Record extracts =
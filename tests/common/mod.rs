//! Shared helpers for the end-to-end tests: an in-process relay on an
//! ephemeral port, a thin WebSocket client, and event signing.

#![allow(dead_code)]

use std::net::SocketAddr;
use std::sync::Arc;
use std::time::Duration;

use futures::{SinkExt, StreamExt};
use secp256k1::{Keypair, Message as SecpMessage, Secp256k1};
use serde_json::{json, Value};
use tokio::net::TcpStream;
use tokio_tungstenite::{connect_async, tungstenite::Message, MaybeTlsStream, WebSocketStream};

use home_relay::config::Config;
use home_relay::event::Event;
use home_relay::AppState;

pub fn test_config(data_dir: &std::path::Path) -> Config {
    Config {
        port: 0,
        data_dir: data_dir.to_path_buf(),
        relay_url: "ws://test-relay".to_string(),
        relay_name: "test-relay".to_string(),
        relay_description: "integration test relay".to_string(),
        relay_contact: None,
        owner_only: false,
        owner_pubkey: None,
        min_pow: 0,
        created_at_past_limit: 2_592_000,
        created_at_future_limit: 600,
        max_frames_per_minute: 0,
    }
}

/// Boots the real router on an ephemeral port.
pub async fn spawn_relay(config: Config) -> (SocketAddr, Arc<AppState>) {
    let state = AppState::init(config).await.expect("state init");
    let app = home_relay::router(state.clone());
    let listener = tokio::net::TcpListener::bind("127.0.0.1:0")
        .await
        .expect("bind");
    let addr = listener.local_addr().expect("local addr");
    tokio::spawn(async move {
        axum::serve(listener, app).await.expect("serve");
    });
    (addr, state)
}

pub fn keypair() -> (Keypair, String) {
    let secp = Secp256k1::new();
    let keys = Keypair::new(&secp, &mut rand::thread_rng());
    let (xonly, _) = keys.x_only_public_key();
    (keys, hex::encode(xonly.serialize()))
}

pub fn sign_event(
    keys: &Keypair,
    kind: u16,
    tags: Vec<Vec<String>>,
    content: &str,
    created_at: i64,
) -> Event {
    let secp = Secp256k1::new();
    let (xonly, _) = keys.x_only_public_key();
    let mut event = Event {
        id: String::new(),
        pubkey: hex::encode(xonly.serialize()),
        created_at,
        kind,
        tags,
        content: content.to_string(),
        sig: String::new(),
        received_at: 0,
    };
    event.id = event.compute_id();
    let digest: [u8; 32] = hex::decode(&event.id)
        .expect("fresh id is hex")
        .try_into()
        .expect("sha256 is 32 bytes");
    let sig = secp.sign_schnorr_no_aux_rand(&SecpMessage::from_digest(digest), keys);
    event.sig = sig.to_string();
    event
}

pub fn now_unix() -> i64 {
    chrono::Utc::now().timestamp()
}

pub struct Client {
    ws: WebSocketStream<MaybeTlsStream<TcpStream>>,
    /// The NIP-42 challenge the relay issued on connect.
    pub challenge: String,
}

impl Client {
    pub async fn connect(addr: SocketAddr) -> Client {
        let (ws, _) = connect_async(format!("ws://{addr}/")).await.expect("connect");
        let mut client = Client {
            ws,
            challenge: String::new(),
        };
        let frame = client.recv_json().await;
        assert_eq!(frame[0], "AUTH", "relay greets with its auth challenge");
        client.challenge = frame[1].as_str().expect("challenge").to_string();
        client
    }

    pub async fn send(&mut self, frame: Value) {
        self.send_text(frame.to_string()).await;
    }

    pub async fn send_text(&mut self, text: String) {
        self.ws.send(Message::Text(text)).await.expect("send");
    }

    /// Next JSON frame, skipping transport pings. Panics after 5 seconds.
    pub async fn recv_json(&mut self) -> Value {
        loop {
            let msg = tokio::time::timeout(Duration::from_secs(5), self.ws.next())
                .await
                .expect("timed out waiting for a frame")
                .expect("socket closed")
                .expect("socket error");
            match msg {
                Message::Text(text) => {
                    return serde_json::from_str(&text).expect("frame is JSON")
                }
                Message::Ping(_) | Message::Pong(_) => continue,
                other => panic!("unexpected frame: {other:?}"),
            }
        }
    }

    /// Asserts that nothing but transport noise arrives for `wait`.
    pub async fn expect_silence(&mut self, wait: Duration) {
        match tokio::time::timeout(wait, self.ws.next()).await {
            Err(_) => {}
            Ok(Some(Ok(Message::Ping(_) | Message::Pong(_)))) => {}
            Ok(other) => panic!("expected silence, got {other:?}"),
        }
    }

    /// Sends ["EVENT", event] and returns the matching OK frame.
    pub async fn publish(&mut self, event: &Event) -> Value {
        self.send(json!(["EVENT", event])).await;
        let frame = self.recv_json().await;
        assert_eq!(frame[0], "OK");
        assert_eq!(frame[1], event.id.as_str());
        frame
    }

    /// Sends a REQ and collects EVENT frames until EOSE.
    pub async fn backfill(&mut self, sub_id: &str, filters: Vec<Value>) -> Vec<Value> {
        let mut frame = vec![json!("REQ"), json!(sub_id)];
        frame.extend(filters);
        self.send(Value::Array(frame)).await;
        let mut events = Vec::new();
        loop {
            let frame = self.recv_json().await;
            match frame[0].as_str() {
                Some("EVENT") => {
                    assert_eq!(frame[1], sub_id);
                    events.push(frame[2].clone());
                }
                Some("EOSE") => {
                    assert_eq!(frame[1], sub_id);
                    return events;
                }
                other => panic!("unexpected frame during backfill: {other:?}"),
            }
        }
    }
}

Task description = Within the entries, find all lines that contain "EOSE" and copy each one.

Response below =
    /// Sends a REQ and collects EVENT frames until EOSE.
                Some("EOSE") => {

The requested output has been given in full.